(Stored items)
//! Pipeline lifecycle integration tests.
//!
//! These tests run whole batches through the coordinator with mock services:
//! - Stage progression and status messages
//! - Concurrency cap and ordered, paced delivery
//! - Cleanup on success and on every failure path
//! - Failure isolation between items

use std::path::PathBuf;
use std::sync::Arc;
use std::time::Duration;

use tempfile::TempDir;
use tokio::time::Instant;

use dictaphone_core::{
    pipeline::{ItemOutcome, PipelineConfig, PipelineCoordinator, PipelineServices},
    services::JobStatus,
    testing::{
        fixtures, MockJobService, MockMailer, MockObjectStore, MockResultFetcher,
        RecordingReporter,
    },
    BatchReport, Stage, WorkItem,
};

const PREFIX: &str = "dictaphone-to-email-";

/// Test helper wiring a coordinator to mocks.
struct TestHarness {
    store: MockObjectStore,
    jobs: MockJobService,
    fetcher: MockResultFetcher,
    mailer: MockMailer,
    reporter: RecordingReporter,
    config: PipelineConfig,
    source_dir: TempDir,
}

impl TestHarness {
    fn new() -> Self {
        Self::with_config(
            PipelineConfig::default()
                .with_poll_interval(Duration::from_millis(100))
                .with_min_send_interval(Duration::from_millis(1000)),
        )
    }

    fn with_config(config: PipelineConfig) -> Self {
        Self {
            store: MockObjectStore::new(),
            jobs: MockJobService::new(),
            fetcher: MockResultFetcher::new(),
            mailer: MockMailer::new(),
            reporter: RecordingReporter::new(),
            config,
            source_dir: TempDir::new().expect("Failed to create source dir"),
        }
    }

    fn coordinator(&self) -> PipelineCoordinator {
        let services = PipelineServices {
            object_store: Arc::new(self.store.clone()),
            jobs: Arc::new(self.jobs.clone()),
            fetcher: Arc::new(self.fetcher.clone()),
            mailer: Arc::new(self.mailer.clone()),
            reporter: Arc::new(self.reporter.clone()),
        };
        PipelineCoordinator::new(self.config.clone(), services)
    }

    /// Creates `count` recordings `REC001.MP3`... with keys `k1`...
    fn items(&self, count: usize) -> Vec<WorkItem> {
        (1..=count)
            .map(|n| {
                let path = fixtures::recording(self.source_dir.path(), &format!("REC{:03}.MP3", n));
                fixtures::item(path, &format!("k{}", n))
            })
            .collect()
    }

    fn path(&self, name: &str) -> PathBuf {
        self.source_dir.path().join(name)
    }

    fn id(&self, name: &str) -> String {
        self.path(name).display().to_string()
    }

    async fn run(&self, items: Vec<WorkItem>) -> BatchReport {
        self.coordinator().run(items).await
    }
}

fn job(key: &str) -> String {
    format!("{}{}", PREFIX, key)
}

fn transcript_uri(key: &str) -> String {
    format!("mock://transcripts/{}", job(key))
}

#[tokio::test(start_paused = true)]
async fn test_happy_path_delivers_transcript() {
    let h = TestHarness::new();
    h.fetcher
        .set_body(&transcript_uri("k1"), fixtures::transcript_body("hello world"))
        .await;

    let report = h.run(h.items(1)).await;

    assert_eq!(report.total(), 1);
    assert_eq!(report.delivered(), 1);
    assert_eq!(report.items[0].outcome, ItemOutcome::Delivered);
    assert_eq!(report.items[0].stage, Stage::Finished);

    let sent = h.mailer.sent().await;
    assert_eq!(sent.len(), 1);
    assert_eq!(sent[0].mail.subject, "REC001.MP3");
    assert_eq!(sent[0].mail.body, "hello world");
    assert_eq!(sent[0].mail.attachment, h.path("REC001.MP3"));
    assert_eq!(sent[0].mail.recipients[0].email, "home@example.com");

    assert_eq!(h.store.uploaded_keys().await, vec!["k1"]);
    assert_eq!(h.jobs.submitted_jobs().await, vec![job("k1")]);
    assert_eq!(
        h.jobs.media_uri_of(&job("k1")).await.as_deref(),
        Some("mock://bucket/k1")
    );
}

### WHAT TO PRODUCE
Whenever a line above includes "BatchReport", copy it in full.

### SOLUTION TO THIS PROBLEM
    BatchReport, Stage, WorkItem,
    async fn run(&self, items: Vec<WorkItem>) -> BatchReport {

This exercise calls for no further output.